I learned how to tie a fishing knot before I learned how to tie my shoes and, years later, the knot my father called the “fisherman’s knot” was the first fishing knot I taught my own children.

I don’t know the proper name of the knot, and I don’t care to. I just know that it’s simple to tie and that it works … most of the time.

Dared by the devil

Growing up, I knew better than to raid my dad’s tackle box. He never told my brother, sister or me to not rummage through it, but we just knew it was off limits and was only to be taken out of its storage spot in the back of the garage when we went fishing.

I did have my own tackle box when I was little, but it wasn’t much to look at. Its tin exterior was scarred and dented, and most of its blue-green paint had been chipped away by abuse and time. It was tiny, about the size of a quart of ice cream, and I loved it.

I was the youngest child, which meant I was last in line to receive hand-me-downs of any sort, including fishing gear. As a result, my tackle collection started off as an assortment of rusty hooks, half-melted plastic worms and some old, discolored Fuzz-E-Grubs.

By comparison, I used to think Dad’s tackle box was probably the largest one ever made. It was a monster, and its two-part, overlapping lid would spread wide and out would stretch two giant folding arms. Each of the arms had three trays, complete with compartments of varying sizes.

I often wondered why he needed something so big, as it seemed all we ever used were bottom bouncers and spinning rigs, or maybe a few snelled Eagle Claw hooks, some split-shot weights and a bobber or two. In fact, I don’t really remember my father ever casting or trolling with crankbaits or other lures that much, if at all. Dad was a believer in using live bait — minnows, leeches, night crawlers — which meant we were all believers in live bait.

However, when I was a child it seemed like every time he’d open his tackle box it would glow with lures of every size, shape and color, and there was always one in particular that would grab my attention.

The lure’s red, concave profile was cut in half by a white swoosh with the silhouette of a devilish figure stenciled on it. It had a large treble hook that was carefully guarded by a light-orange plastic cover. On its belly there was no paint, just polished steel imprinted with capital letters spelling the name “DARDEVLE.”

The lure resembled a stop sign or a warning of some type. But I failed to heed the warning, and one summer day when I was 9 years old, I stole the spoon.

A few days earlier I had been fishing with some friends along the banks of the Big Sioux River in my hometown of Dell Rapids. We were fishing where the river split in two behind the baseball field, and my friends were catching nice catfish on small, silver spoons that looked like unpainted, miniature versions of my dad’s Dardevle.

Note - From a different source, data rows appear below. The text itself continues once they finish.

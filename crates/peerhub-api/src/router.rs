//! Route definitions for the rendezvous HTTP API.
//!
//! All routes mount under `/api`. The router receives `AppState` and
//! threads it through every handler via Axum's `State` extractor.

use axum::{
    Router,
    http::{HeaderValue, Method},
    middleware as axum_middleware,
    routing::{delete, get, post},
};
use tower_http::cors::CorsLayer;
use tower_http::trace::TraceLayer;

use peerhub_core::config::app::CorsConfig;

use crate::handlers;
use crate::middleware;
use crate::state::AppState;

/// Build the complete Axum router with all routes and middleware.
pub fn build_router(state: AppState) -> Router {
    let api_routes = Router::new()
        .merge(room_routes())
        .merge(presence_routes())
        .merge(health_routes());

    let cors = build_cors_layer(&state.config.server.cors);

    Router::new()
        .nest("/api", api_routes)
        .layer(TraceLayer::new_for_http())
        .layer(cors)
        .layer(axum_middleware::from_fn(
            middleware::logging::request_logging,
        ))
        .with_state(state)
}

/// Room lifecycle: create, fetch, validate.
fn room_routes() -> Router<AppState> {
    Router::new()
        .route("/rooms", post(handlers::room::create_room))
        .route("/rooms/{id}", get(handlers::room::get_room))
        .route("/rooms/{id}/validate", get(handlers::room::validate_room))
}

/// Presence announce/list/remove within a room.
fn presence_routes() -> Router<AppState> {
    Router::new()
        .route("/rooms/{id}/presence", post(handlers::presence::announce))
        .route("/rooms/{id}/presence", get(handlers::presence::list))
        .route(
            "/rooms/{id}/presence/{participant}",
            delete(handlers::presence::remove),
        )
}

/// Health check endpoints.
fn health_routes() -> Router<AppState> {
    Router::new()
        .route("/health", get(handlers::health::health))
        .route("/health/detailed", get(handlers::health::health_detailed))
}

/// Build the CORS layer from configuration.
///
/// Browsers join rooms from a different origin than this service, so
/// CORS is part of the public surface rather than an afterthought.
fn build_cors_layer(config: &CorsConfig) -> CorsLayer {
    use tower_http::cors::Any;

    let mut cors = CorsLayer::new()
        .allow_methods([Method::GET, Method::POST, Method::DELETE])
        .allow_headers(Any)
        .max_age(std::time::Duration::from_secs(config.max_age_seconds));

    if config.allowed_origins.iter().any(|o| o == "*") {
        cors = cors.allow_origin(Any);
    } else {
        let origins: Vec<HeaderValue> = config
            .allowed_origins
            .iter()
            .filter_map(|o| o.parse().ok())
            .collect();
        cors = cors.allow_origin(origins);
    }

    cors
}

Meanwhile, my hook-and-worm setup had only managed a bullhead or two that day, so as I rode my bike home I came up with a game plan. I decided I’d simply borrow the Dardevle, catch some trophy fish, become a local legend and return the lure to its rightful place in Dad’s tackle box before he got home from work.

The day of the crime I arrived at the river and carefully tied the lure on the end of my line using the fisherman’s knot my father had taught me. On my very first cast, I felt the end of my fishing pole go limp and watched as the Dardevle splashed into the murky current of the Big Sioux, never to be seen again. I reeled in the slack line in horror to see that the knot had given way during the cast.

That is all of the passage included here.